Collected data:
// FX: scanline glitch on the assembled eye, and the one-shot filter before leaving.
// Visual outcomes:
// - Once in a while a thin horizontal slice of the frame jumps sideways and up/down.
// - When the burst ends the whole frame flips hue and brightens.

use rand::Rng;

use crate::types::FrameBuffer;

pub const GLITCH_CHANCE: f64 = 0.015;

/// Roll for a glitch this frame and, if it hits, smear 1-2 bands of the drawn frame.
/// Returns how many bands were moved.
pub fn maybe_glitch<R: Rng + ?Sized>(fb: &mut FrameBuffer, rng: &mut R) -> usize {
    if fb.height < 4 || !rng.gen_bool(GLITCH_CHANCE) {
        return 0;
    }
    let bands = rng.gen_range(1..=2);
    for _ in 0..bands {
        let src_y = rng.gen_range(0..fb.height - 3);
        let h = rng.gen_range(2..12);
        let dx = rng.gen_range(-5..=5);
        let dy = rng.gen_range(-4..=4);
        shift_band(fb, src_y, h, dx, dy);
    }
    bands
}

/// Copy rows [src_y, src_y + h) to start at src_y + dy, shifted right by dx.
/// Pixels that would land outside the frame are dropped; uncovered ones keep their old value.
pub fn shift_band(fb: &mut FrameBuffer, src_y: usize, h: usize, dx: i32, dy: i32) {
    let w = fb.width;
    let end = (src_y + h).min(fb.height);
    if src_y >= end {
        return;
    }
    // Snapshot first; source and destination may overlap.
    let band: Vec<u32> = fb.pixels[src_y * w..end * w].to_vec();

    for (row, line) in band.chunks_exact(w).enumerate() {
        let ty = src_y as i32 + row as i32 + dy;
        if ty < 0 || ty >= fb.height as i32 {
            continue;
        }
        let dst = &mut fb.pixels[ty as usize * w..(ty as usize + 1) * w];
        for (x, &px) in line.iter().enumerate() {
            let tx = x as i32 + dx;
            if tx >= 0 && (tx as usize) < w {
                dst[tx as usize] = px;
            }
        }
    }
}

/// `hue-rotate(deg) brightness(b)` over the whole frame, like a CSS filter on the page body.
pub fn page_filter(fb: &mut FrameBuffer, hue_deg: f32, brightness: f32) {
    let m = hue_matrix(hue_deg);
    for px in &mut fb.pixels {
        let r = ((*px >> 16) & 0xFF) as f32;
        let g = ((*px >> 8) & 0xFF) as f32;
        let b = (*px & 0xFF) as f32;

        let mix = |row: [f32; 3]| -> u32 {
            let v = (row[0] * r + row[1] * g + row[2] * b) * brightness;
            v.round().clamp(0.0, 255.0) as u32
        };
        *px = (mix(m[0]) << 16) | (mix(m[1]) << 8) | mix(m[2]);
    }
}

// Filter Effects hue-rotate matrix (luminance preserving).
fn hue_matrix(deg: f32) -> [[f32; 3]; 3] {
    let (s, c) = deg.to_radians().sin_cos();
    [
        [
            0.213 + c * 0.787 - s * 0.213,
            0.715 - c * 0.715 - s * 0.715,
            0.072 - c * 0.072 + s * 0.928,
        ],
        [
            0.213 - c * 0.213 + s * 0.143,
            0.715 + c * 0.285 + s * 0.140,
            0.072 - c * 0.072 - s * 0.283,
        ],
        [
            0.213 - c * 0.213 - s * 0.787,
            0.715 - c * 0.715 + s * 0.715,
            0.072 + c * 0.928 + s * 0.072,
        ],
    ]
}

#[cfg(test)]
mod tests {
    use super::*;
    use crate::types::gray;
    use rand::{SeedableRng, rngs::SmallRng};

    fn striped(w: usize, h: usize) -> FrameBuffer {
        let mut fb = FrameBuffer::new(w, h);
        for y in 0..h {
            for x in 0..w {
                fb.pixels[y * w + x] = (y as u32) << 8 | x as u32;
            }
        }
        fb
    }

    #[test]
    fn band_moves_sideways_and_down() {
        let mut fb = striped(8, 8);
        shift_band(&mut fb, 2, 2, 1, 3);
        // Row 2 landed on row 5, one pixel to the right.
        assert_eq!(fb.pixels[5 * 8 + 1], (2 << 8) | 0);
        assert_eq!(fb.pixels[6 * 8 + 7], (3 << 8) | 6);
        // Left edge of the destination is untouched.
        assert_eq!(fb.pixels[5 * 8], 5 << 8);
        // Source rows are not cleared.
        assert_eq!(fb.pixels[2 * 8 + 3], (2 << 8) | 3);
    }

    #[test]
    fn band_past_the_edges_is_clipped() {
        let mut fb = striped(4, 4);
        shift_band(&mut fb, 2, 10, -6, 3);
        shift_band(&mut fb, 0, 1, 0, -2);
        assert_eq!(fb.pixels, striped(4, 4).pixels);
    }

    #[test]
    fn glitch_is_rare() {
        let mut rng = SmallRng::seed_from_u64(42);
        let mut fb = striped(64, 64);
        let hits = (0..10_000).filter(|_| maybe_glitch(&mut fb, &mut rng) > 0).count();
        assert!((80..250).contains(&hits), "hits = {hits}");
    }

    #[test]
    fn filter_keeps_grays_gray_and_brightens() {
        let mut fb = FrameBuffer::new(3, 1);
        fb.pixels = vec![gray(100.0), gray(0.0), gray(220.0)];
        page_filter(&mut fb, 180.0, 1.5);
        assert_eq!(fb.pixels[0], gray(150.0));
        assert_eq!(fb.pixels[1], 0);
        assert_eq!(fb.pixels[2], gray(255.0));
    }

    #[test]
    fn zero_rotation_is_identity() {
        let mut fb = FrameBuffer::new(1, 1);
        fb.pixels[0] = 0x00_30_80_C0;
        page_filter(&mut fb, 0.0, 1.0);
        assert_eq!(fb.pixels[0], 0x00_30_80_C0);
    }
}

*Problem details*: The data above needs to be repeated exactly, line for line.

*Your response*:
// FX: scanline glitch on the assembled eye, and the one-shot filter before leaving.
// Visual outcomes:
// - Once in a while a thin horizontal slice of the frame jumps sideways and up/down.
// - When the burst ends the whole frame flips hue and brightens.

use rand::Rng;

use crate::types::FrameBuffer;

pub const GLITCH_CHANCE: f64 = 0.015;

/// Roll for a glitch this frame and, if it hits, smear 1-2 bands of the drawn frame.
/// Returns how many bands were moved.
pub fn maybe_glitch<R: Rng + ?Sized>(fb: &mut FrameBuffer, rng: &mut R) -> usize {
    if fb.height < 4 || !rng.gen_bool(GLITCH_CHANCE) {
        return 0;
    }
    let bands = rng.gen_range(1..=2);
    for _ in 0..bands {
        let src_y = rng.gen_range(0..fb.height - 3);
        let h = rng.gen_range(2..12);
        let dx = rng.gen_range(-5..=5);
        let dy = rng.gen_range(-4..=4);
        shift_band(fb, src_y, h, dx, dy);
    }
    bands
}

/// Copy rows [src_y, src_y + h) to start at src_y + dy, shifted right by dx.
/// Pixels that would land outside the frame are dropped; uncovered ones keep their old value.
pub fn shift_band(fb: &mut FrameBuffer, src_y: usize, h: usize, dx: i32, dy: i32) {
    let w = fb.width;
    let end = (src_y + h).min(fb.height);
    if src_y >= end {
        return;
    }
    // Snapshot first; source and destination may overlap.
    let band: Vec<u32> = fb.pixels[src_y * w..end * w].to_vec();

    for (row, line) in band.chunks_exact(w).enumerate() {
        let ty = src_y as i32 + row as i32 + dy;
        if ty < 0 || ty >= fb.height as i32 {
            continue;
        }
        let dst = &mut fb.pixels[ty as usize * w..(ty as usize + 1) * w];
        for (x, &px) in line.iter().enumerate() {
            let tx = x as i32 + dx;
            if tx >= 0 && (tx as usize) < w {
                dst[tx as usize] = px;
            }
        }
    }
}

/// `hue-rotate(deg) brightness(b)` over the whole frame, like a CSS filter on the page body.
pub fn page_filter(fb: &mut FrameBuffer, hue_deg: f32, brightness: f32) {
    let m = hue_matrix(hue_deg);
    for px in &mut fb.pixels {
        let r = ((*px >> 16) & 0xFF) as f32;
        let g = ((*px >> 8) & 0xFF) as f32;
        let b = (*px & 0xFF) as f32;

        let mix = |row: [f32; 3]| -> u32 {
            let v = (row[0] * r + row[1] * g + row[2] * b) * brightness;
            v.round().clamp(0.0, 255.0) as u32
        };
        *px = (mix(m[0]) << 16) | (mix(m[1]) << 8) | mix(m[2]);
    }
}

// Filter Effects hue-rotate matrix (luminance preserving).
fn hue_matrix(deg: f32) -> [[f32; 3]; 3] {
    let (s, c) = deg.to_radians().sin_cos();
    [
        [
            0.213 + c * 0.787 - s * 0.213,
            0.715 - c * 0.715 - s * 0.715,
            0.072 - c * 0.072 + s * 0.928,
        ],
        [
            0.213 - c * 0.213 + s * 0.143,
            0.715 + c * 0.285 + s * 0.140,
            0.072 - c * 0.072 - s * 0.283,
        ],
        [
            0.213 - c * 0.213 - s * 0.787,
            0.715 - c * 0.715 + s * 0.715,
            0.072 + c * 0.928 + s * 0.072,
        ],
    ]
}

#[cfg(test)]
mod tests {
    use super::*;
    use crate::types::gray;
    use rand::{SeedableRng, rngs::SmallRng};

    fn striped(w: usize, h: usize) -> FrameBuffer {
        let mut fb = FrameBuffer::new(w, h);
        for y in 0..h {
            for x in 0..w {
                fb.pixels[y * w + x] = (y as u32) << 8 | x as u32;
            }
        }
        fb
    }

    #[test]
    fn band_moves_sideways_and_down() {
        let mut fb = striped(8, 8);
        shift_band(&mut fb, 2, 2, 1, 3);
        // Row 2 landed on row 5, one pixel to the right.
        assert_eq!(fb.pixels[5 * 8 + 1], (2 << 8) | 0);
        assert_eq!(fb.pixels[6 * 8 + 7], (3 << 8) | 6);
        // Left edge of the destination is untouched.
        assert_eq!(fb.pixels[5 * 8], 5 << 8);
        // Source rows are not cleared.
        assert_eq!(fb.pixels[2 * 8 + 3], (2 << 8) | 3);
    }

    #[test]
    fn band_past_the_edges_is_clipped() {
        let mut fb = striped(4, 4);
        shift_band(&mut fb, 2, 10, -6, 3);
        shift_band(&mut fb, 0, 1, 0, -2);
        assert_eq!(fb.pixels, striped(4, 4).pixels);
    }

    #[test]
    fn glitch_is_rare() {
        let mut rng = SmallRng::seed_from_u64(42);
        let mut fb = striped(64, 64);
        let hits = (0..10_000).filter(|_| maybe_glitch(&mut fb, &mut rng) > 0).count();
        assert!((80..250).contains(&hits), "hits = {hits}");
    }

    #[test]
    fn filter_keeps_grays_gray_and_brightens() {
        let mut fb = FrameBuffer::new(3, 1);
        fb.pixels = vec![gray(100.0), gray(0.0), gray(220.0)];
        page_filter(&mut fb, 180.0, 1.5);
        assert_eq!(fb.pixels[0], gray(150.0));
        assert_eq!(fb.pixels[1], 0);
        assert_eq!(fb.pixels[2], gray(255.0));
    }

    #[test]
    fn zero_rotation_is_identity() {
        let mut fb = FrameBuffer::new(1, 1);
        fb.pixels[0] = 0x00_30_80_C0;
        page_filter(&mut fb, 0.0, 1.0);
        assert_eq!(fb.pixels[0], 0x00_30_80_C0);
    }
}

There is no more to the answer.